While the logic is nonsense at the most elemental level, the Treasury bowed to pressure from the large financial institutions and in December 2002, Review to consider “the issues raised by the significant reduction in Commonwealth general government net debt for the viability of the Commonwealth Government Securities (CGS) market”.
I made a Submission (written with my friend and sometime co-author Warren Mosler) to that Review.
The Treasury’s (2002) Review Of The Commonwealth Government Securities Market, Discussion Paper claimed that purported CGS benefits include:
… assisting the pricing and referencing of financial products; facilitating management of financial risk; providing a long-term investment vehicle; assisting the implementation of monetary policy; providing a safe haven in times of financial instability; attracting foreign capital inflow; and promoting Australia as a global financial centre.
That is the logic noted above that during the GFC, the liquid and risk-free government bond market allowed many speculators to find a safe haven. Which means that the public bonds play a welfare role to the rich speculators.
The Sydney Futures Exchange Submission to the 2002 Enquiry considered these functions to be equivalent to public goods.
It was very interesting watching the nuances of the federal government at the time. On the one hand, it was caught up in its ideological obsession with “getting the debt monkey off our backs” – which was tantamount to destroying private wealth and income streams and forcing the non-government sector to become increasingly indebted to maintain spending growth).
But it was also under pressure to maintain the corporate welfare.
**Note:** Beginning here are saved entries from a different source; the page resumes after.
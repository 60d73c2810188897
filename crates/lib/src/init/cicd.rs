//! Resources of the pipelines (CI/CD) namespace.
//!
//! Everything here lands under `config/<prefix>cicd/base/`; the numeric
//! directory prefixes order resources the way they must be applied.

use crate::consts::{
  APP_CI_PIPELINE, APP_CI_TEMPLATE, CD_DEPLOY_PIPELINE, CD_DEPLOY_TEMPLATE, CI_DRYRUN_PIPELINE, CI_DRYRUN_TEMPLATE,
  DEPLOY_FROM_SOURCE_TASK, DEPLOY_USING_KUBECTL_TASK, ROUTE_NAME,
};
use crate::k8s::{ClusterRole, NamespacedName, PolicyRule, Route};
use crate::tekton::{
  EventListener, Param, ParamSpec, Pipeline, PipelineRun, PipelineTask, Step, Task, TriggerTemplate,
};

pub const NAMESPACES_PATH: &str = "01-namespaces/cicd-environment.yaml";
pub const ROLES_PATH: &str = "02-rolebindings/pipeline-service-role.yaml";
pub const ROLE_BINDINGS_PATH: &str = "02-rolebindings/pipeline-service-rolebinding.yaml";
pub const SERVICE_ACCOUNT_PATH: &str = "02-rolebindings/pipeline-service-account.yaml";
pub const GITOPS_SECRET_PATH: &str = "03-secrets/gitops-webhook-secret.yaml";
pub const DOCKER_CONFIG_PATH: &str = "03-secrets/docker-config.yaml";
pub const DEPLOY_FROM_SOURCE_TASK_PATH: &str = "04-tasks/deploy-from-source-task.yaml";
pub const DEPLOY_USING_KUBECTL_TASK_PATH: &str = "04-tasks/deploy-using-kubectl-task.yaml";
pub const CI_DRYRUN_PIPELINE_PATH: &str = "05-pipelines/ci-dryrun-from-pr-pipeline.yaml";
pub const CD_DEPLOY_PIPELINE_PATH: &str = "05-pipelines/cd-deploy-from-push-pipeline.yaml";
pub const APP_CI_PIPELINE_PATH: &str = "05-pipelines/app-ci-pipeline.yaml";
pub const CI_DRYRUN_TEMPLATE_PATH: &str = "07-templates/ci-dryrun-from-pr-template.yaml";
pub const CD_DEPLOY_TEMPLATE_PATH: &str = "07-templates/cd-deploy-from-push-template.yaml";
pub const APP_CI_TEMPLATE_PATH: &str = "07-templates/app-ci-template.yaml";
pub const ROUTE_PATH: &str = "09-routes/gitops-webhook-event-listener.yaml";

pub const CLUSTER_ROLE_NAME: &str = "pipelines-clusterrole";
pub const ROLE_BINDING_NAME: &str = "pipelines-service-role-binding";

const KUBECTL_IMAGE: &str = "quay.io/redhat-developer/k8s-kubectl";
const LISTENER_PORT: u16 = 8080;

/// Path of a trigger binding file.
pub fn binding_path(name: &str) -> String {
  format!("06-bindings/{name}.yaml")
}

/// Path of a sealed secret file.
pub fn secret_path(name: &str) -> String {
  format!("03-secrets/{name}.yaml")
}

/// Permissions the pipeline service account needs to apply the GitOps tree.
pub fn cluster_role() -> ClusterRole {
  ClusterRole::new(
    CLUSTER_ROLE_NAME,
    vec![
      PolicyRule::new(&[""], &["namespaces", "services"], &["patch", "get", "create"]),
      PolicyRule::new(
        &["rbac.authorization.k8s.io"],
        &["clusterroles", "roles"],
        &["bind", "patch", "get"],
      ),
      PolicyRule::new(
        &["rbac.authorization.k8s.io"],
        &["clusterrolebindings", "rolebindings"],
        &["get", "create", "patch"],
      ),
      PolicyRule::new(&["bitnami.com"], &["sealedsecrets"], &["get", "patch", "create"]),
      PolicyRule::new(&["apps"], &["deployments"], &["get", "create", "patch"]),
      PolicyRule::new(&["argoproj.io"], &["applications", "argocds"], &["get", "create", "patch"]),
    ],
  )
}

fn source_params() -> Vec<ParamSpec> {
  vec![
    ParamSpec::string("REPO_URL", "Repository to clone"),
    ParamSpec::string("COMMIT_SHA", "Commit to check out"),
  ]
}

fn clone_script() -> &'static str {
  "git clone $(params.REPO_URL) /workspace/source\ncd /workspace/source\ngit checkout $(params.COMMIT_SHA)\n"
}

/// Apply a kustomization from the GitOps repository, optionally as a dry run.
pub fn deploy_from_source_task(ns: &str) -> Task {
  let mut params = source_params();
  params.push(ParamSpec::string("PATHTOCONTEXT", "Path of the kustomization to apply").with_default("."));
  params.push(ParamSpec::string("DRYRUN", "Dry-run strategy passed to kubectl").with_default("none"));

  Task::new(
    &NamespacedName::new(ns, DEPLOY_FROM_SOURCE_TASK),
    params,
    vec![Step {
      name: "apply-source".to_string(),
      image: KUBECTL_IMAGE.to_string(),
      script: format!(
        "{}kubectl apply --dry-run=$(params.DRYRUN) -k $(params.PATHTOCONTEXT)\n",
        clone_script()
      ),
    }],
  )
}

/// Apply an application's manifests with an updated image.
pub fn deploy_using_kubectl_task(ns: &str) -> Task {
  let mut params = source_params();
  params.push(ParamSpec::string("PATHTODEPLOYMENT", "Path of the manifests to deploy").with_default("deploy"));
  params.push(ParamSpec::string("NAMESPACE", "Namespace to deploy into"));
  params.push(ParamSpec::string("IMAGE", "Image to deploy").with_default(""));
  params.push(ParamSpec::string("DRYRUN", "Dry-run strategy passed to kubectl").with_default("none"));

  Task::new(
    &NamespacedName::new(ns, DEPLOY_USING_KUBECTL_TASK),
    params,
    vec![Step {
      name: "deploy".to_string(),
      image: KUBECTL_IMAGE.to_string(),
      script: format!(
        "{}kubectl apply --dry-run=$(params.DRYRUN) -n $(params.NAMESPACE) -k $(params.PATHTODEPLOYMENT)\n",
        clone_script()
      ),
    }],
  )
}

fn source_task(name: &str, task: &str, dry_run: &str) -> PipelineTask {
  PipelineTask::new(
    name,
    task,
    vec![
      Param::new("REPO_URL", "$(params.REPO_URL)"),
      Param::new("COMMIT_SHA", "$(params.COMMIT_SHA)"),
      Param::new("DRYRUN", dry_run),
    ],
  )
}

pub fn ci_dryrun_pipeline(ns: &str) -> Pipeline {
  Pipeline::new(
    &NamespacedName::new(ns, CI_DRYRUN_PIPELINE),
    source_params(),
    vec![source_task("apply-source", DEPLOY_FROM_SOURCE_TASK, "server")],
  )
}

pub fn cd_deploy_pipeline(ns: &str) -> Pipeline {
  Pipeline::new(
    &NamespacedName::new(ns, CD_DEPLOY_PIPELINE),
    source_params(),
    vec![source_task("apply-source", DEPLOY_FROM_SOURCE_TASK, "none")],
  )
}

pub fn app_ci_pipeline(ns: &str) -> Pipeline {
  let mut params = source_params();
  params.push(ParamSpec::string("IMAGE", "Image repository of the service").with_default(""));
  let mut task = source_task("dryrun-deploy", DEPLOY_USING_KUBECTL_TASK, "server");
  task.params.push(Param::new("IMAGE", "$(params.IMAGE)"));
  task.params.push(Param::new("NAMESPACE", ns));

  Pipeline::new(&NamespacedName::new(ns, APP_CI_PIPELINE), params, vec![task])
}

fn template_params() -> Vec<ParamSpec> {
  vec![
    ParamSpec::string("gitref", "The git branch or tag"),
    ParamSpec::string("gitsha", "The specific commit SHA"),
    ParamSpec::string("gitrepositoryurl", "The git repository URL"),
    ParamSpec::string("fullname", "The repository path").with_default(""),
  ]
}

fn run_params() -> Vec<Param> {
  vec![
    Param::new("REPO_URL", "$(tt.params.gitrepositoryurl)"),
    Param::new("COMMIT_SHA", "$(tt.params.gitsha)"),
  ]
}

fn template(ns: &str, name: &str, pipeline: &str, sa: &str) -> TriggerTemplate {
  TriggerTemplate::new(
    &NamespacedName::new(ns, name),
    template_params(),
    PipelineRun::new(pipeline, sa, run_params()),
  )
}

pub fn ci_dryrun_template(ns: &str, sa: &str) -> TriggerTemplate {
  template(ns, CI_DRYRUN_TEMPLATE, CI_DRYRUN_PIPELINE, sa)
}

pub fn cd_deploy_template(ns: &str, sa: &str) -> TriggerTemplate {
  template(ns, CD_DEPLOY_TEMPLATE, CD_DEPLOY_PIPELINE, sa)
}

/// Template used by service CI triggers; `imageRepo` comes from the
/// per-service binding written by bootstrap.
pub fn app_ci_template(ns: &str, sa: &str) -> TriggerTemplate {
  let mut t = template(ns, APP_CI_TEMPLATE, APP_CI_PIPELINE, sa);
  t.spec
    .params
    .push(ParamSpec::string("imageRepo", "Image repository of the service").with_default(""));
  if let Some(run) = t.spec.resourcetemplates.first_mut() {
    run.spec.params.push(Param::new("IMAGE", "$(tt.params.imageRepo)"));
  }
  t
}

/// Route exposing the event listener to webhook deliveries.
pub fn listener_route(ns: &str, listener: &EventListener) -> Route {
  Route::new(&NamespacedName::new(ns, ROUTE_NAME), &listener.service_name(), LISTENER_PORT)
}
There was no public goods element to the offering of public debt. The argument from the financial institutions amounted to special pleading for sectional interests. Private markets under-produce public goods.
When economic activity provides benefits beyond the space defined by the immediate ‘private’ transaction, there is a prima facie case for collective provision. If CGS markets could be shown to produce public goods that enhance national interest, which cannot be produced in any other (more efficient) way, then this would be a strong, pro-CGS argument.
But we argued in our submission that: (a) the benefits identified by Treasury which are used to justify the retention of the CGS market can be enjoyed without CGS issuance; and (b) more importantly, these benefits cannot be conceived as public goods, and rather, at best, appear to accrue to narrow special interests.
While the maintenance of financial system stability meets the definition of a public good and is the legitimate responsibility of government, the roles identified by IMF (in the paper – IMF (2002) The Changing Structure of the Major Government Securities Markets: Implications for Private Financial Markets and Key Policy Issues, Chapter 4), the Treasury and SFE Discussion Papers among others for the CGS market are not justifiable on public good grounds.
We also argued that:
They appear to be special pleading by an industry sector for public assistance in the form of risk-free CGS for investors as well as opportunities for trading profits, commissions, management fees, and consulting service and research fees.
Furthermore, and ironically, their arguments are inconsistent with rhetoric forthcoming from the same financial sector interests in general about the urgency for less government intervention, more privatisation (for example, Telstra), more welfare cutbacks, and the deregulation of markets in general, including various utilities and labour markets.
We justified this conclusion by closely examining futures markets, the superannuation markets and related issues. It should be understood that CGS are in fact government annuities.
We asked the question:
Do the proponents of CGS really want the private sector to have access to government annuities rather than be directing real investment via privately-issued corporate debt, as an example? This point is also applicable to claims that CGS facilitate portfolio diversification. Why would Australians want to provide government annuities to private profit-seeking investors? … We would also require a comparison of this method of retirement subsidy against more direct methods involving more generous public health and welfare provision and pension support.
So the continued issuance of debt despite the Government running surpluses was really a form of “corporate welfare” – to provide safe investment vehicles to private investment banks.
We argued that all the logic used by the Government in the Treasury Discussion Paper applies only to a fixed exchange rate regime. With flexible exchange rate, where monetary policy is freed from supporting the exchange rate, there is no reason for public debt issuance.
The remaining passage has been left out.